To quote Sir John Templeton, “The four most dangerous words in investing are: this time it’s different.” The same can be said about the US Truckload Freight Market.
To say that 2020 has been a year defined by volatility, uncertainty, and hardship is of course a colossal understatement. Now as we find ourselves in the last month of the last quarter of this roller coaster of a year, we have a basket of both positive and negative catalysts to reconcile to have any sense of what comes next. In the plus column, we have increasingly positive developments on the COVID-19 vaccine and treatment fronts and are seeing the early stages of mass distribution of those vaccines across the globe under what is the greatest mobilization of logistics resources since World War II. After cratering in Q2 as non-essential industrial activity and consumption was halted abruptly as part of the US pandemic mitigation effort, a V-shaped recovery in both appears to be taking shape as the recovery continues – albeit unevenly distributed across both industry sectors and population demographics. The consumption of goods has spiked in many categories to at least partially offset the contraction in spending on non-essential services like travel, hospitality, and entertainment – offering an unexpected tailwind to many segments of the logistics industry as all of those physical goods must be manufactured, warehoused, and distributed. And so far at least, most economic indicators point to an accelerated broad economic recovery in 2021based on vaccine development and the re-opening of the service sector, additional fiscal stimulus from the incoming administration, and continued favorable monetary policy.

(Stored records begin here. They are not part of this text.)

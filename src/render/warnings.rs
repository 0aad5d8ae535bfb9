//! Winkelwarnungen und Anker-Ausdünnung.
//!
//! Neonröhren lassen sich nicht beliebig spitz biegen: Innenwinkel
//! unterhalb des Mindestwinkels werden im Editor markiert. Das
//! Anker-Overlay langer Pfade wird ausgedünnt; die Röhre selbst wird
//! immer aus allen Punkten gezeichnet.

use glam::Vec2;

/// Anker mit zu spitzem Innenwinkel.
#[derive(Debug, Clone, Copy, PartialEq)]
pub struct AngleWarning {
    /// Position des Ankers in Weltkoordinaten
    pub position: Vec2,
    /// Innenwinkel in Grad
    pub angle_deg: f32,
}

/// Sucht Anker, deren Innenwinkel unter `min_angle_deg` liegt.
///
/// Offene Pfade prüfen nur innere Anker, geschlossene alle (mit
/// Umlauf). Nullängen-Segmente werden übersprungen. Bei mehr als
/// 200 Ankern und Zoom unter 0.7 entfällt die Prüfung ganz; in der
/// Übersicht sind die Marker ohnehin nicht lesbar.
pub fn sharp_corners(
    points: &[f32],
    closed: bool,
    min_angle_deg: f32,
    scale: f32,
) -> Vec<AngleWarning> {
    let n = points.len() / 2;
    if n < 3 || (n > 200 && scale < 0.7) {
        return Vec::new();
    }
    let anchor = |i: usize| Vec2::new(points[2 * i], points[2 * i + 1]);

    // Geschlossene Pfade tragen den Startanker doppelt; der Duplikat-Anker
    // würde sonst ein Nullängen-Segment in den Umlauf einschleppen.
    let count = if closed && anchor(0) == anchor(n - 1) {
        n - 1
    } else {
        n
    };
    if count < 3 {
        return Vec::new();
    }

    let mut warnings = Vec::new();
    let indices: Vec<usize> = if closed {
        (0..count).collect()
    } else {
        (1..count - 1).collect()
    };
    for i in indices {
        let b = anchor(i);
        let a = anchor(if i == 0 { count - 1 } else { i - 1 });
        let c = anchor((i + 1) % count);
        let ba = a - b;
        let bc = c - b;
        if ba.length_squared() <= f32::EPSILON || bc.length_squared() <= f32::EPSILON {
            continue;
        }
        let cos = ba.normalize().dot(bc.normalize()).clamp(-1.0, 1.0);
        let angle_deg = cos.acos().to_degrees();
        if angle_deg < min_angle_deg {
            warnings.push(AngleWarning {
                position: b,
                angle_deg,
            });
        }
    }
    warnings
}

/// Dünnt das Anker-Overlay aus: ab 200 Ankern jeder fünfte, ab 500
/// jeder zehnte; erster und letzter Anker bleiben immer erhalten.
/// Bei mehr als 200 Ankern und Zoom unter 0.7 entfällt das Overlay ganz.
pub fn thin_anchor_overlay(points: &[f32], scale: f32) -> Vec<f32> {
    let n = points.len() / 2;
    if n > 200 && scale < 0.7 {
        return Vec::new();
    }
    let step = if n > 500 {
        10
    } else if n > 200 {
        5
    } else {
        return points.to_vec();
    };
    let mut out = Vec::with_capacity((n / step + 2) * 2);
    let mut i = 0;
    while i < n {
        out.push(points[2 * i]);
        out.push(points[2 * i + 1]);
        i += step;
    }
    if n >= 1 && out[out.len() - 2..] != points[2 * (n - 1)..] {
        out.push(points[2 * (n - 1)]);
        out.push(points[2 * (n - 1) + 1]);
    }
    out
}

Unfortunately, on the negative side of the ledger, the country will have to grind through a second wave of COVID-19 infections, hospitalizations, and deaths – and the mitigation programs become necessary to combat them – before we make it to the other side to what promises to be a less shitty 2021 for most folks.
One of the perhaps biggest surprises over the last year for many has been how well the US Truckload Freight Cycle has held up despite an unprecedented global pandemic and the just as unprecedented sharp economic recession that followed in its wake. After suffering what was a surprisingly brief and benign pause in Q2, Spot Market rates (DAT) continued their march higher through the end of the year – just as they were predicted to do coming into this year in our pre-pandemic forecast. With only a couple of weeks to go in the quarter, the spot index is sitting at +41.5% vs. a revised Q3 forecast of +40.0%. It is likely that this will represent the peak of this leg of the cycle and mark our inflationary inflection point – though it is entirely possible that an acceleration in economic activity from recovery-related stimuli over the coming months pushes the peak to next quarter. The Q4 Contract Market rate index (Cass Linehaul), based on October only, sits at -1.4% vs. a forecast of 0.0% – or flat. Though we expect that once November and December values are reported, Q4 will land firmly inflationary (i.e. > 0.0%).

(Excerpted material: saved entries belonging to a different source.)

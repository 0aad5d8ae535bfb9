use crate::export::ExportSettings;

/// UI-bezogener Anwendungszustand: Dialog-Anforderungen und Statuszeile.
///
/// Die `*_dialog_requested`-Flags werden vom UI-Layer konsumiert
/// (rfd-Dateidialoge laufen außerhalb des Controllers).
#[derive(Default)]
pub struct UiState {
    /// Öffnen-Dialog anfordern
    pub open_file_dialog_requested: bool,
    /// Speichern-Dialog anfordern
    pub save_file_dialog_requested: bool,
    /// Hintergrundbild-Dialog anfordern
    pub background_dialog_requested: bool,
    /// Export-Ziel-Dialog anfordern
    pub export_file_dialog_requested: bool,
    /// Export-Einstellungsdialog sichtbar
    pub show_export_dialog: bool,
    /// Aktuelle Export-Einstellungen
    pub export_settings: ExportSettings,
    /// Letzter Speicher-/Ladepfad (Save ohne Dialog)
    pub current_file_path: Option<String>,
    /// Statuszeilen-Meldung (Fehler und Erfolgsmeldungen)
    pub status_message: Option<String>,
}

impl UiState {
    /// Erstellt den Standard-UI-Zustand.
    pub fn new() -> Self {
        Self::default()
    }

    /// Setzt eine Statuszeilen-Meldung.
    pub fn set_status<S: Into<String>>(&mut self, msg: S) {
        self.status_message = Some(msg.into());
    }
}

As December concludes with what will likely be the mother of all peak season volume surges that pushes spot rates even higher, it will be tempting to expect both truckload demand and rates to remain elevated through 2021 and into 2022 driven by the broader economic recovery. Unfortunately, history points to a more likely path forward, one that is decidedly different. Remember that bad decisions cluster at the cycle peaks, and this peak isn’t likely to be any different – despite everything else in the world that is right now.